Host Routes in CCNA

A host route directs traffic to a specific host. The root subnet mask is always 1. This means that the subnet mask for host routes is /32 for IPv4 and /128 for IPv6. The host route forwards packets to a specific host. A subnet mask belongs to only one. The IPv4 subnet mask for host routes is always /32. The IPv6 subnet mask for host routes is always /128. Host routes are automatically added to the routing table for all IPv4 and IPv6 addresses configured on your router. The function of a host route is to build a corresponding CEF entry as an acknowledgment entry, allowing packets destined for that IP address to be handled by the router itself. Loopback interfaces are often configured with a /32 subnet mask, so they appear as host routes in the routing table.

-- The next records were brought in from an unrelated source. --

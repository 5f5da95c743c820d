use serde::Serialize;

use super::recipient::Recipient;

/// The artifact handed to the delivery backend: a snapshot of the
/// recipient list plus the composed content. Built fresh at submission
/// time and never mutated afterwards.
#[derive(Debug, Clone, Serialize)]
pub struct CampaignPayload {
    pub recipients: Vec<Recipient>,
    pub content: String,
}
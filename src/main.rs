use mail_campaign::{
    configuration::get_configuration,
    startup::Application,
    telemetry::{get_subscriber, init_subscriber},
};

#[tokio::main]
async fn main() -> anyhow::Result<()> {
    let subscriber = get_subscriber("mail-campaign".into(), "info".into(), std::io::stdout);
    init_subscriber(subscriber);

    let configuration = get_configuration()?;

    let application = Application::build(configuration).await?;

    application.run_until_stopped().await
}
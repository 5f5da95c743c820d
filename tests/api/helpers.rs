use std::sync::LazyLock;

use mail_campaign::configuration::get_configuration;
use mail_campaign::startup::Application;
use mail_campaign::telemetry::{get_subscriber, init_subscriber};
use wiremock::MockServer;

// Ensure that the `tracing` stack is only initialised once
static TRACING: LazyLock<()> = LazyLock::new(|| {
    let default_filter_level = "info".to_string();
    let subscriber_name = "test".to_string();
    if std::env::var("TEST_LOG").is_ok() {
        let subscriber = get_subscriber(subscriber_name, default_filter_level, std::io::stdout);
        init_subscriber(subscriber);
    } else {
        let subscriber = get_subscriber(subscriber_name, default_filter_level, std::io::sink);
        init_subscriber(subscriber);
    }
});

pub struct TestApp {
    pub address: String,
    /// Stands in for the delivery backend behind `/api/send-email`.
    pub dispatch_server: MockServer,
    pub api_client: reqwest::Client,
}

pub async fn spawn_app() -> TestApp {
    LazyLock::force(&TRACING);

    let dispatch_server = MockServer::start().await;

    let configuration = {
        let mut c = get_configuration().expect("Failed to read configuration.");
        // A random OS port per test app
        c.application.port = 0;
        c.dispatch.base_url = dispatch_server.uri();
        c
    };

    let application = Application::build(configuration)
        .await
        .expect("Failed to build application.");
    let address = format!("http://127.0.0.1:{}", application.port());

    tokio::spawn(application.run_until_stopped());

    TestApp {
        address,
        dispatch_server,
        api_client: reqwest::Client::new(),
    }
}

impl TestApp {
    pub async fn get_campaign(&self) -> serde_json::Value {
        self.api_client
            .get(format!("{}/api/campaign", self.address))
            .send()
            .await
            .expect("Failed to execute request.")
            .json()
            .await
            .expect("Failed to parse the campaign snapshot.")
    }

    pub async fn post_method(&self, method: &str) -> reqwest::Response {
        self.api_client
            .post(format!("{}/api/campaign/method", self.address))
            .json(&serde_json::json!({ "method": method }))
            .send()
            .await
            .expect("Failed to execute request.")
    }

    pub async fn post_back(&self) -> reqwest::Response {
        self.api_client
            .post(format!("{}/api/campaign/back", self.address))
            .send()
            .await
            .expect("Failed to execute request.")
    }

    pub async fn post_advance(&self) -> reqwest::Response {
        self.api_client
            .post(format!("{}/api/campaign/advance", self.address))
            .send()
            .await
            .expect("Failed to execute request.")
    }

    pub async fn put_content(&self, content: &str) -> reqwest::Response {
        self.api_client
            .put(format!("{}/api/campaign/content", self.address))
            .json(&serde_json::json!({ "content": content }))
            .send()
            .await
            .expect("Failed to execute request.")
    }

    pub async fn post_recipient(&self, email: &str) -> reqwest::Response {
        self.api_client
            .post(format!("{}/api/campaign/recipients", self.address))
            .json(&serde_json::json!({ "email": email }))
            .send()
            .await
            .expect("Failed to execute request.")
    }

    pub async fn post_recipient_batch(&self, emails: &[&str]) -> reqwest::Response {
        self.api_client
            .post(format!("{}/api/campaign/recipients/batch", self.address))
            .json(&serde_json::json!({ "emails": emails }))
            .send()
            .await
            .expect("Failed to execute request.")
    }

    pub async fn delete_recipient(&self, index: usize) -> reqwest::Response {
        self.api_client
            .delete(format!("{}/api/campaign/recipients/{}", self.address, index))
            .send()
            .await
            .expect("Failed to execute request.")
    }

    pub async fn delete_last_recipient(&self) -> reqwest::Response {
        self.api_client
            .delete(format!("{}/api/campaign/recipients/last", self.address))
            .send()
            .await
            .expect("Failed to execute request.")
    }

    pub async fn import_csv(&self, file_name: &str, body: Vec<u8>) -> reqwest::Response {
        let part = reqwest::multipart::Part::bytes(body)
            .file_name(file_name.to_owned())
            .mime_str("text/csv")
            .expect("Failed to build the multipart file part.");
        let form = reqwest::multipart::Form::new().part("file", part);
        self.api_client
            .post(format!(
                "{}/api/campaign/recipients/import",
                self.address
            ))
            .multipart(form)
            .send()
            .await
            .expect("Failed to execute request.")
    }

    pub async fn post_submit(&self) -> reqwest::Response {
        self.api_client
            .post(format!("{}/api/campaign/submit", self.address))
            .send()
            .await
            .expect("Failed to execute request.")
    }
}

/// A test app already at the recipient collection step.
pub async fn spawn_collecting_app(method: &str) -> TestApp {
    let app = spawn_app().await;
    let response = app.post_method(method).await;
    assert_eq!(200, response.status().as_u16());
    app
}

/// A test app at the composition step with one recipient and some content.
pub async fn spawn_composing_app() -> TestApp {
    let app = spawn_collecting_app("manual").await;
    assert_eq!(200, app.post_recipient("a@b.com").await.status().as_u16());
    assert_eq!(200, app.post_advance().await.status().as_u16());
    assert_eq!(
        200,
        app.put_content("hello there").await.status().as_u16()
    );
    app
}
//! Task value objects
//!
//! - [`TaskId`] - sequential identifier, doubles as the creation-order index
//! - [`TaskKind`] - the four kinds of queued work
//! - [`TaskStatus`] - forward-only lifecycle
//! - [`TaskOrigin`] - who asked for the task

use serde::{Deserialize, Serialize};
use std::fmt;

/// Unique identifier for a task within a run.
///
/// Ids are handed out by the queue starting at 1, so ordering by id is
/// ordering by creation.
#[derive(Debug, Clone, Copy, PartialEq, Eq, PartialOrd, Ord, Hash, Serialize, Deserialize)]
#[serde(transparent)]
pub struct TaskId(u64);

impl TaskId {
    pub fn new(value: u64) -> Self {
        Self(value)
    }

    pub fn value(&self) -> u64 {
        self.0
    }
}

impl fmt::Display for TaskId {
    fn fmt(&self, f: &mut fmt::Formatter<'_>) -> fmt::Result {
        write!(f, "#{}", self.0)
    }
}

/// Kind of a task. Fixed at creation.
#[derive(Debug, Clone, Copy, PartialEq, Eq, Hash, Serialize, Deserialize)]
#[serde(rename_all = "snake_case")]
pub enum TaskKind {
    Search,
    Scrape,
    Synthesize,
    Validate,
}

impl TaskKind {
    pub fn as_str(&self) -> &'static str {
        match self {
            TaskKind::Search => "search",
            TaskKind::Scrape => "scrape",
            TaskKind::Synthesize => "synthesize",
            TaskKind::Validate => "validate",
        }
    }

    /// Search and scrape tasks are dispatched to the retrieval agent
    pub fn is_retrieval(&self) -> bool {
        matches!(self, TaskKind::Search | TaskKind::Scrape)
    }
}

impl fmt::Display for TaskKind {
    fn fmt(&self, f: &mut fmt::Formatter<'_>) -> fmt::Result {
        write!(f, "{}", self.as_str())
    }
}

/// Status of a task
#[derive(Debug, Clone, Copy, Default, PartialEq, Eq, Hash, Serialize, Deserialize)]
#[serde(rename_all = "snake_case")]
pub enum TaskStatus {
    /// Waiting to be dispatched
    #[default]
    Pending,
    /// Dispatched, result not yet applied
    Running,
    /// Finished with a result
    Done,
    /// Finished without a result
    Failed,
}

impl TaskStatus {
    pub fn as_str(&self) -> &'static str {
        match self {
            TaskStatus::Pending => "pending",
            TaskStatus::Running => "running",
            TaskStatus::Done => "done",
            TaskStatus::Failed => "failed",
        }
    }

    pub fn is_terminal(&self) -> bool {
        matches!(self, TaskStatus::Done | TaskStatus::Failed)
    }

    /// Forward-only lifecycle.
    ///
    /// `Pending -> Failed` covers tasks rejected before dispatch.
    pub fn can_transition_to(&self, next: TaskStatus) -> bool {
        matches!(
            (self, next),
            (TaskStatus::Pending, TaskStatus::Running)
                | (TaskStatus::Pending, TaskStatus::Failed)
                | (TaskStatus::Running, TaskStatus::Done)
                | (TaskStatus::Running, TaskStatus::Failed)
        )
    }
}

impl fmt::Display for TaskStatus {
    fn fmt(&self, f: &mut fmt::Formatter<'_>) -> fmt::Result {
        write!(f, "{}", self.as_str())
    }
}

/// Who created a task
#[derive(Debug, Clone, Copy, PartialEq, Eq, Serialize, Deserialize)]
#[serde(tag = "by", rename_all = "snake_case")]
pub enum TaskOrigin {
    /// A step of the initial plan
    Plan,
    /// An additional task requested by synthesis in the given round
    Synthesis { round: u32 },
    /// Bookkeeping task recorded by the orchestrator itself
    Orchestrator,
}

#[cfg(test)]
mod tests {
    use super::*;

    #[test]
    fn test_task_id_ordering_follows_creation() {
        assert!(TaskId::new(1) < TaskId::new(2));
        assert_eq!(TaskId::new(4).to_string(), "#4");
    }

    #[test]
    fn test_status_transitions_forward_only() {
        use TaskStatus::*;
        assert!(Pending.can_transition_to(Running));
        assert!(Pending.can_transition_to(Failed));
        assert!(Running.can_transition_to(Done));
        assert!(Running.can_transition_to(Failed));

        assert!(!Running.can_transition_to(Pending));
        assert!(!Done.can_transition_to(Running));
        assert!(!Done.can_transition_to(Failed));
        assert!(!Failed.can_transition_to(Done));
        assert!(!Pending.can_transition_to(Done));
        assert!(!Pending.can_transition_to(Pending));
    }

    #[test]
    fn test_kind_is_retrieval() {
        assert!(TaskKind::Search.is_retrieval());
        assert!(TaskKind::Scrape.is_retrieval());
        assert!(!TaskKind::Synthesize.is_retrieval());
        assert!(!TaskKind::Validate.is_retrieval());
    }
}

A host route is the most accurate route.

Configure an IPv4 host route by typing:

config t
ip route <host-to-route-to> 
255.255.255.255 
<exit-interface-on-this-router>
   --OR--
ip route <network-to-route-to> 
<subnet-mask> <next-hops-ipv4-address>

Configure an IPv6 network route by typing:

config t
ipv6 route <network-to-route-to>
/<subnet-mask> <exit-interface-on-this-router>
   --OR--
ipv6 route <network-to-route-to>
/<subnet-mask> <next-hop-ipv6-address>

Create a Static Host Route:

A static route for a specified subnet by using the IP route command with the subnet mask 255.255.255.0. IOS also allows you to provide a static host route for a single host by using the IP route command and the 255.255.255.255 (/32) subnet mask. When there are redundant paths, static host routes are typically used. Consider the following scenario:

You can see from the example above that the 10.0.0.0/24 subnet is connected to a network made up of three routers and a switch. R1 has two ways to connect to that subnet: one route involves R2, and the other involves R3. Let’s assume that, aside from the host 10.0.0.10/24, all hosts should take the path that passes through R2. We want to use the route that passes through R3 for that host. Here’s how to accomplish it:

 

R1(config)#ip route 10.0.0.0 
255.255.255.0 192.168.0.2
R1(config)#ip route 10.0.0.10 
255.255.255.255 172.16.0.2

We instructed R1 to send all packets intended for the 10.0.0.0/24 network to 192.168.0.2 in the first instruction (the IP address of the interface on R2 connected to R1). R1 has been told to send all packets intended for the 10.0.0.10 host to 172.16.0.2 instead (the IP address of the interface on R3). Since the IP address, 10.0.0.10 is also listed in the first command, the two routes supplied in the ip routes command above overlap. However, routers usually choose the route with the longer prefix length since it is more particular. R1 will utilize the route via R3 to get to 10.0.0.10 since /32 is a more specified route than /24. With the use of the traceroute command (Linux and Mac) and tracert command (Windows) on R1, we can confirm that packets are in fact traveling along intended routes.

Conclusion:

It works as a path to a particular Internet address in terms of two things: A network ID and a Host ID. Host routes make it possible to make informed routing decisions for each network address. These routes are utilized to create custom routes for regulating or optimizing particular types of network traffic.